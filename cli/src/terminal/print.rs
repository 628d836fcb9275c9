use colored::*;
use tracing::info;

use crate::terminal::colors;
use crate::terminal::logging::PRINT_TARGET;

pub const TOTAL_WIDTH: usize = 64;

/// Emits `msg` verbatim, bypassing the level symbols of the log formatter.
pub fn print(msg: &str) {
    info!(target: PRINT_TARGET, raw_msg = msg);
}

pub fn blank() {
    print("");
}

pub fn header(title: &str) {
    let title: String = format!("⟦ {} ⟧", title.to_uppercase());
    let (left, right) = split_fill(title.chars().count());
    print(&format!(
        "{}{}{}",
        "─".repeat(left).bright_black(),
        title.bright_green(),
        "─".repeat(right).bright_black()
    ));
}

pub fn fat_separator() {
    print(&"═".repeat(TOTAL_WIDTH).bright_black().to_string());
}

pub fn print_status<T: AsRef<str>>(msg: T) {
    print(&format!(
        "{} {}",
        ">".color(colors::SEPARATOR),
        msg.as_ref().color(colors::TEXT_DEFAULT)
    ));
}

/// An indexed entry followed by one aligned `key...: value` branch per row.
pub fn tree(idx: usize, name: &str, rows: &[(String, ColoredString)]) {
    print(&format!(
        "{}{}{} {}",
        "[".color(colors::SEPARATOR),
        idx.to_string().color(colors::ACCENT),
        "]".color(colors::SEPARATOR),
        name.color(colors::PRIMARY)
    ));

    let key_width: usize = rows.iter().map(|(key, _)| key.len()).max().unwrap_or(0);
    for (i, (key, value)) in rows.iter().enumerate() {
        let branch: &str = if i + 1 == rows.len() { "└─" } else { "├─" };
        print(&format!(
            " {} {}{} {}",
            branch.bright_black(),
            key.color(colors::TEXT_DEFAULT),
            leader(key, key_width).color(colors::SEPARATOR),
            value
        ));
    }
}

pub fn no_results() {
    print(&"No devices answered.".red().bold().to_string());
}

/// Dashes left and right of a centered title `title_len` chars wide.
fn split_fill(title_len: usize) -> (usize, usize) {
    let fill: usize = TOTAL_WIDTH.saturating_sub(title_len);
    (fill / 2, fill - fill / 2)
}

/// Dots that line every key up to `width`, then the colon.
fn leader(key: &str, width: usize) -> String {
    format!("{}:", ".".repeat(width.saturating_sub(key.len()) + 1))
}
use std::fmt;

use colored::*;
use tracing::field::{Field, Visit};
use tracing::{Event, Level, Subscriber};
use tracing_subscriber::EnvFilter;
use tracing_subscriber::fmt::FormatEvent;
use tracing_subscriber::fmt::format::{self, Writer};
use tracing_subscriber::registry::LookupSpan;

use crate::terminal::spinner::TerminalWriter;

/// Target of events that carry pre-rendered terminal output.
pub const PRINT_TARGET: &str = "sweepr::print";

pub struct SweeprFormatter;

impl<S, N> FormatEvent<S, N> for SweeprFormatter
where
    S: Subscriber + for<'a> LookupSpan<'a>,
    N: for<'a> format::FormatFields<'a> + 'static,
{
    fn format_event(
        &self,
        ctx: &tracing_subscriber::fmt::FmtContext<'_, S, N>,
        mut writer: Writer<'_>,
        event: &Event<'_>,
    ) -> fmt::Result {
        let meta = event.metadata();

        if meta.target() == PRINT_TARGET {
            let mut raw = RawMessage::default();
            event.record(&mut raw);
            return writeln!(writer, "{}", raw.0);
        }

        let (symbol, color_func): (&str, fn(ColoredString) -> ColoredString) = match *meta.level() {
            Level::TRACE => ("[ ]", |s| s.dimmed()),
            Level::DEBUG => ("[?]", |s| s.blue()),
            Level::INFO => ("[+]", |s| s.green().bold()),
            Level::WARN => ("[*]", |s| s.yellow().bold()),
            Level::ERROR => ("[-]", |s| s.red().bold()),
        };

        write!(writer, "{} ", color_func(symbol.into()))?;

        ctx.field_format().format_fields(writer.by_ref(), event)?;

        writeln!(writer)
    }
}

#[derive(Default)]
struct RawMessage(String);

impl Visit for RawMessage {
    fn record_str(&mut self, field: &Field, value: &str) {
        if field.name() == "raw_msg" {
            self.0 = value.to_string();
        }
    }

    fn record_debug(&mut self, field: &Field, value: &dyn fmt::Debug) {
        if field.name() == "raw_msg" {
            self.0 = format!("{value:?}");
        }
    }
}

/// `-v` enables debug output, `-vv` and more enable trace (packet dumps).
/// `RUST_LOG` overrides both.
pub fn init_logging(verbosity: u8) {
    let level: &str = match verbosity {
        0 => "info",
        1 => "debug",
        _ => "trace",
    };
    let filter: EnvFilter =
        EnvFilter::try_from_default_env().unwrap_or_else(|_| EnvFilter::new(level));

    tracing_subscriber::fmt()
        .with_env_filter(filter)
        .event_format(SweeprFormatter)
        .with_writer(|| TerminalWriter)
        .init();
}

+--

▶ GOAL OF THE EXERCISE
In the listing above, find the line with "fn split_fill(title_len: usize)" and the line with "use crate::terminal::spinner::TerminalWriter;". Output those two lines and every line between them, exactly as written.

▶ YOUR RESPONSE
fn split_fill(title_len: usize) -> (usize, usize) {
    let fill: usize = TOTAL_WIDTH.saturating_sub(title_len);
    (fill / 2, fill - fill / 2)
}

/// Dots that line every key up to `width`, then the colon.
fn leader(key: &str, width: usize) -> String {
    format!("{}:", ".".repeat(width.saturating_sub(key.len()) + 1))
}
use std::fmt;

use colored::*;
use tracing::field::{Field, Visit};
use tracing::{Event, Level, Subscriber};
use tracing_subscriber::EnvFilter;
use tracing_subscriber::fmt::FormatEvent;
use tracing_subscriber::fmt::format::{self, Writer};
use tracing_subscriber::registry::LookupSpan;

use crate::terminal::spinner::TerminalWriter;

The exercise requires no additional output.